● Exercise requirements:
Nothing but the lines from the one with "pub mod helpers;" down to the one with "or its roles" should be returned, exactly and with both ends included, from the material below.

*** Block opens ***

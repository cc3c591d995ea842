// ==========================================
// 化学品库存供应跟踪系统 - 站点文档模型
// ==========================================
// 职责: 定义持久化文档形态 (配置 + 化学品集合 + 历史快照)
// 约束: 快照集合按写入顺序最多保留 90 份,最旧先淘汰
// ==========================================

use crate::domain::chemical::{ChemicalRecord, StoredChemicalRecord};
use serde::{Deserialize, Serialize};
use std::collections::BTreeMap;

/// 快照保留上限 (按写入顺序,最旧先淘汰)
pub const SNAPSHOT_CAP: usize = 90;

// ==========================================
// SiteConfig - 站点配置
// ==========================================
// 产线名称 -> 班次数
#[derive(Debug, Clone, Default, PartialEq, Eq, Serialize, Deserialize)]
#[serde(rename_all = "camelCase")]
pub struct SiteConfig {
    #[serde(default)]
    pub shifts: BTreeMap<String, i64>,
}

// ==========================================
// SnapshotRecord - 历史快照
// ==========================================
// 某一日期的化学品集合与配置的冻结副本,用于历史对比回放
#[derive(Debug, Clone, PartialEq, Serialize, Deserialize)]
#[serde(rename_all = "camelCase")]
pub struct SnapshotRecord {
    /// 快照日期 ("YYYY-MM-DD",写入端校验)
    pub date: String,

    /// 化学品集合冻结副本
    #[serde(default)]
    pub chemicals: Vec<ChemicalRecord>,

    /// 配置冻结副本
    #[serde(default)]
    pub config: SiteConfig,
}

// ==========================================
// SiteDocument - 站点文档 (迁移后形态)
// ==========================================
// 存储层的唯一文档实体,读取时已完成旧版迁移
#[derive(Debug, Clone, Default, PartialEq, Serialize, Deserialize)]
#[serde(rename_all = "camelCase")]
pub struct SiteDocument {
    #[serde(default)]
    pub config: SiteConfig,

    #[serde(default)]
    pub chemicals: Vec<ChemicalRecord>,

    #[serde(default)]
    pub snapshots: Vec<SnapshotRecord>,
}

// ==========================================
// 存储形态 (迁移前)
// ==========================================
// 仅用于存储边界解码,化学品条目可能是新旧任一形态

/// 历史快照 (迁移前形态)
#[derive(Debug, Clone, Deserialize)]
#[serde(rename_all = "camelCase")]
pub struct StoredSnapshotRecord {
    #[serde(default)]
    pub date: String,
    #[serde(default)]
    pub chemicals: Vec<StoredChemicalRecord>,
    #[serde(default)]
    pub config: SiteConfig,
}

/// 站点文档 (迁移前形态)
#[derive(Debug, Clone, Default, Deserialize)]
#[serde(rename_all = "camelCase")]
pub struct StoredSiteDocument {
    #[serde(default)]
    pub config: SiteConfig,
    #[serde(default)]
    pub chemicals: Vec<StoredChemicalRecord>,
    #[serde(default)]
    pub snapshots: Vec<StoredSnapshotRecord>,
}
// src/common/id_generator.rs
//! Crockford Base32 ID Generator
//!
//! Generates human-readable, prefixed IDs using Crockford Base32 encoding.
//! Format: PREFIX_XXXXXX (e.g., T_K7NP3X for tours)

use rand::Rng;

/// Crockford Base32 alphabet (excludes I, L, O, U to avoid confusion)
const CROCKFORD_ALPHABET: &[u8; 32] = b"0123456789ABCDEFGHJKMNPQRSTVWXYZ";

/// Entity type prefixes for ID generation
#[derive(Debug, Clone, Copy)]
pub enum EntityPrefix {
    /// Tour (T_)
    Tour,
    /// Region (R_)
    Region,
    /// Booking or custom trip request (B_)
    Booking,
    /// Testimonial (S_) - S for Story
    Testimonial,
}

impl EntityPrefix {
    pub fn as_str(&self) -> &'static str {
        match self {
            EntityPrefix::Tour => "T",
            EntityPrefix::Region => "R",
            EntityPrefix::Booking => "B",
            EntityPrefix::Testimonial => "S",
        }
    }
}

fn generate_crockford_string(length: usize) -> String {
    let mut rng = rand::thread_rng();
    (0..length)
        .map(|_| {
            let idx = rng.gen_range(0..32);
            CROCKFORD_ALPHABET[idx] as char
        })
        .collect()
}

/// Generate a prefixed ID, e.g. "T_K7NP3X"
pub fn generate_id(prefix: EntityPrefix) -> String {
    format!("{}_{}", prefix.as_str(), generate_crockford_string(6))
}

pub fn generate_tour_id() -> String {
    generate_id(EntityPrefix::Tour)
}

pub fn generate_region_id() -> String {
    generate_id(EntityPrefix::Region)
}

pub fn generate_booking_id() -> String {
    generate_id(EntityPrefix::Booking)
}

pub fn generate_testimonial_id() -> String {
    generate_id(EntityPrefix::Testimonial)
}
// Common module - shared types and utilities across all modules

pub mod config;
pub mod dev_mode;
pub mod error;
pub mod helpers;
pub mod id_generator;
pub mod migrations;
pub mod state;
pub mod validation;

// Re-export commonly used types for convenience
pub use config::AppConfig;
pub use error::ApiError;
pub use helpers::{safe_email_log, safe_token_log};
pub use id_generator::*;
pub use state::{AppState, SharedState};
pub use validation::{ValidationResult, Validator};
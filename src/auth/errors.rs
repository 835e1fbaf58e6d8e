//! Errors raised while resolving a session or its roles

use thiserror::Error;

#[derive(Debug, Error)]
pub enum GateError {
    #[error("auth provider request failed: {0}")]
    ProviderHttp(#[from] reqwest::Error),

    #[error("auth provider returned {status}: {body}")]
    ProviderStatus { status: u16, body: String },

    #[error("role lookup failed: {0}")]
    RoleLookup(#[from] sqlx::Error),
}
// src/content/handlers/regions.rs

use axum::{
    extract::{Extension, Json, Path},
    http::StatusCode,
};
use tracing::info;

use crate::auth::{RequireAdmin, RequireEditor};
use crate::common::{generate_region_id, ApiError, SharedState, Validator};
use crate::content::models::{CreateRegionRequest, Region};
use crate::content::validators::RegionValidator;

/// GET /api/regions - All regions (public)
pub async fn list_regions(
    Extension(state_lock): Extension<SharedState>,
) -> Result<Json<Vec<Region>>, ApiError> {
    let state = state_lock.read().await.clone();

    let regions: Vec<Region> = sqlx::query_as("SELECT * FROM regions ORDER BY name")
        .fetch_all(&state.db)
        .await?;

    Ok(Json(regions))
}

/// POST /api/admin/regions - Create a region (editor)
pub async fn create_region(
    Extension(state_lock): Extension<SharedState>,
    RequireEditor(user): RequireEditor,
    Json(req): Json<CreateRegionRequest>,
) -> Result<(StatusCode, Json<Region>), ApiError> {
    RegionValidator.validate(&req).into_result()?;
    let state = state_lock.read().await.clone();

    let region = Region {
        id: generate_region_id(),
        name: req.name.trim().to_string(),
        slug: req.slug,
        description: req.description,
        created_at: chrono::Utc::now().to_rfc3339(),
    };

    sqlx::query(
        "INSERT INTO regions (id, name, slug, description, created_at) VALUES (?, ?, ?, ?, ?)",
    )
    .bind(&region.id)
    .bind(&region.name)
    .bind(&region.slug)
    .bind(&region.description)
    .bind(&region.created_at)
    .execute(&state.db)
    .await?;

    info!(region_id = %region.id, user_id = %user.id, "Region created");

    Ok((StatusCode::CREATED, Json(region)))
}

/// DELETE /api/admin/regions/:id - Delete a region (admin); its tours stay, unassigned
pub async fn delete_region(
    Extension(state_lock): Extension<SharedState>,
    RequireAdmin(user): RequireAdmin,
    Path(id): Path<String>,
) -> Result<StatusCode, ApiError> {
    let state = state_lock.read().await.clone();

    // tours.region_id is ON DELETE SET NULL
    let result = sqlx::query("DELETE FROM regions WHERE id = ?")
        .bind(&id)
        .execute(&state.db)
        .await?;

    if result.rows_affected() == 0 {
        return Err(ApiError::NotFound("Region not found".to_string()));
    }

    info!(region_id = %id, user_id = %user.id, "Region deleted");

    Ok(StatusCode::NO_CONTENT)
}
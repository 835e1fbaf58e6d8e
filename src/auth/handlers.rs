//! Authentication handlers

use axum::{
    extract::{Extension, Form, Json},
    http::{header::SET_COOKIE, HeaderMap, StatusCode},
    response::{Html, IntoResponse, Response},
};
use tracing::{info, warn};

use super::extractors::{ApiSession, RequireAuth};
use super::gate::{DASHBOARD_PATH, LOGIN_PATH};
use super::middleware::redirect;
use super::models::{LoginRequest, LoginResponse, MeResponse};
use super::session::{build_session_cookie, clear_session_cookie, session_token, SignedIn};
use crate::common::validation::is_valid_email;
use crate::common::{safe_email_log, ApiError, AppState, SharedState, ValidationResult};

const LOGIN_PAGE: &str = r#"<!doctype html>
<html lang="en">
<head><meta charset="utf-8"><title>Sign in</title></head>
<body>
<form method="post" action="/login">
<label>Email <input type="email" name="email" required></label>
<label>Password <input type="password" name="password" required></label>
<button type="submit">Sign in</button>
</form>
</body>
</html>
"#;

/// Forwards credentials to the auth provider
async fn sign_in(state: &AppState, req: &LoginRequest) -> Result<SignedIn, ApiError> {
    let mut validation = ValidationResult::new();
    if !is_valid_email(req.email.trim()) {
        validation.add_error("email", "A valid email address is required");
    }
    if req.password.is_empty() {
        validation.add_error("password", "Password is required");
    }
    validation.into_result()?;

    let client = state
        .auth_client
        .clone()
        .ok_or_else(|| ApiError::ServiceUnavailable("Sign-in is not configured".to_string()))?;

    match client
        .sign_in_with_password(req.email.trim(), &req.password)
        .await
    {
        Ok(Some(signed_in)) => {
            info!(
                user_id = %signed_in.user.id,
                email = %safe_email_log(&signed_in.user.email),
                "User signed in"
            );
            Ok(signed_in)
        }
        Ok(None) => {
            warn!(email = %safe_email_log(&req.email), "Sign-in rejected by auth provider");
            Err(ApiError::Unauthorized("invalid email or password".to_string()))
        }
        Err(e) => Err(e.into()),
    }
}

fn session_cookie_for(state: &AppState, signed_in: &SignedIn) -> String {
    build_session_cookie(
        &state.session_cookie,
        &signed_in.access_token,
        signed_in.expires_in,
        state.cookie_secure,
    )
}

/// GET /login - Sign-in form (signed-in callers are redirected by the gate)
pub async fn login_page() -> Html<&'static str> {
    Html(LOGIN_PAGE)
}

/// POST /login - Form sign-in; lands on the dashboard or back on the form
pub async fn login_form(
    Extension(state_lock): Extension<SharedState>,
    Form(req): Form<LoginRequest>,
) -> Response {
    let state = state_lock.read().await.clone();

    match sign_in(&state, &req).await {
        Ok(signed_in) => {
            let cookie = session_cookie_for(&state, &signed_in);
            let mut response = redirect(DASHBOARD_PATH);
            if let Ok(value) = cookie.parse() {
                response.headers_mut().insert(SET_COOKIE, value);
            }
            response
        }
        Err(_) => redirect("/login?error=1"),
    }
}

/// POST /api/auth/login - JSON sign-in, sets the session cookie
pub async fn login_handler(
    Extension(state_lock): Extension<SharedState>,
    Json(req): Json<LoginRequest>,
) -> Result<Response, ApiError> {
    let state = state_lock.read().await.clone();
    let signed_in = sign_in(&state, &req).await?;
    let cookie = session_cookie_for(&state, &signed_in);

    Ok((
        StatusCode::OK,
        [(SET_COOKIE, cookie)],
        Json(LoginResponse {
            user: signed_in.user,
            redirect_to: DASHBOARD_PATH.to_string(),
        }),
    )
        .into_response())
}

/// Revokes the session at the provider (best effort); returns the clearing cookie
async fn sign_out(state: &AppState, user_id: &str, headers: &HeaderMap) -> String {
    if let (Some(client), Some(token)) = (
        state.auth_client.as_ref(),
        session_token(headers, &state.session_cookie),
    ) {
        if let Err(e) = client.sign_out(&token).await {
            warn!(error = %e, user_id = %user_id, "Auth provider sign-out failed");
        }
    }

    info!(user_id = %user_id, "User signed out");
    clear_session_cookie(&state.session_cookie, state.cookie_secure)
}

/// POST /logout - Form sign-out, back to the sign-in page
pub async fn logout_form(
    Extension(state_lock): Extension<SharedState>,
    RequireAuth(user): RequireAuth,
    headers: HeaderMap,
) -> Response {
    let state = state_lock.read().await.clone();
    let cookie = sign_out(&state, &user.id, &headers).await;

    let mut response = redirect(LOGIN_PATH);
    if let Ok(value) = cookie.parse() {
        response.headers_mut().insert(SET_COOKIE, value);
    }
    response
}

/// POST /api/auth/logout - Revoke at the provider (best effort) and clear the cookie
pub async fn logout_handler(
    Extension(state_lock): Extension<SharedState>,
    ApiSession(user): ApiSession,
    headers: HeaderMap,
) -> Response {
    let state = state_lock.read().await.clone();
    let cookie = sign_out(&state, &user.id, &headers).await;

    (
        StatusCode::OK,
        [(SET_COOKIE, cookie)],
        Json(serde_json::json!({ "ok": true })),
    )
        .into_response()
}

/// GET /api/me - The caller's identity and roles
pub async fn me_handler(ApiSession(user): ApiSession) -> Json<MeResponse> {
    Json(MeResponse::from(user))
}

*** Block closes ***

● Answer to the problem:
pub mod helpers;
pub mod id_generator;
pub mod migrations;
pub mod state;
pub mod validation;

// Re-export commonly used types for convenience
pub use config::AppConfig;
pub use error::ApiError;
pub use helpers::{safe_email_log, safe_token_log};
pub use id_generator::*;
pub use state::{AppState, SharedState};
pub use validation::{ValidationResult, Validator};
filename src/auth/errors.rs
repository 835e1fbaf58e6d8e
//! Errors raised while resolving a session or its roles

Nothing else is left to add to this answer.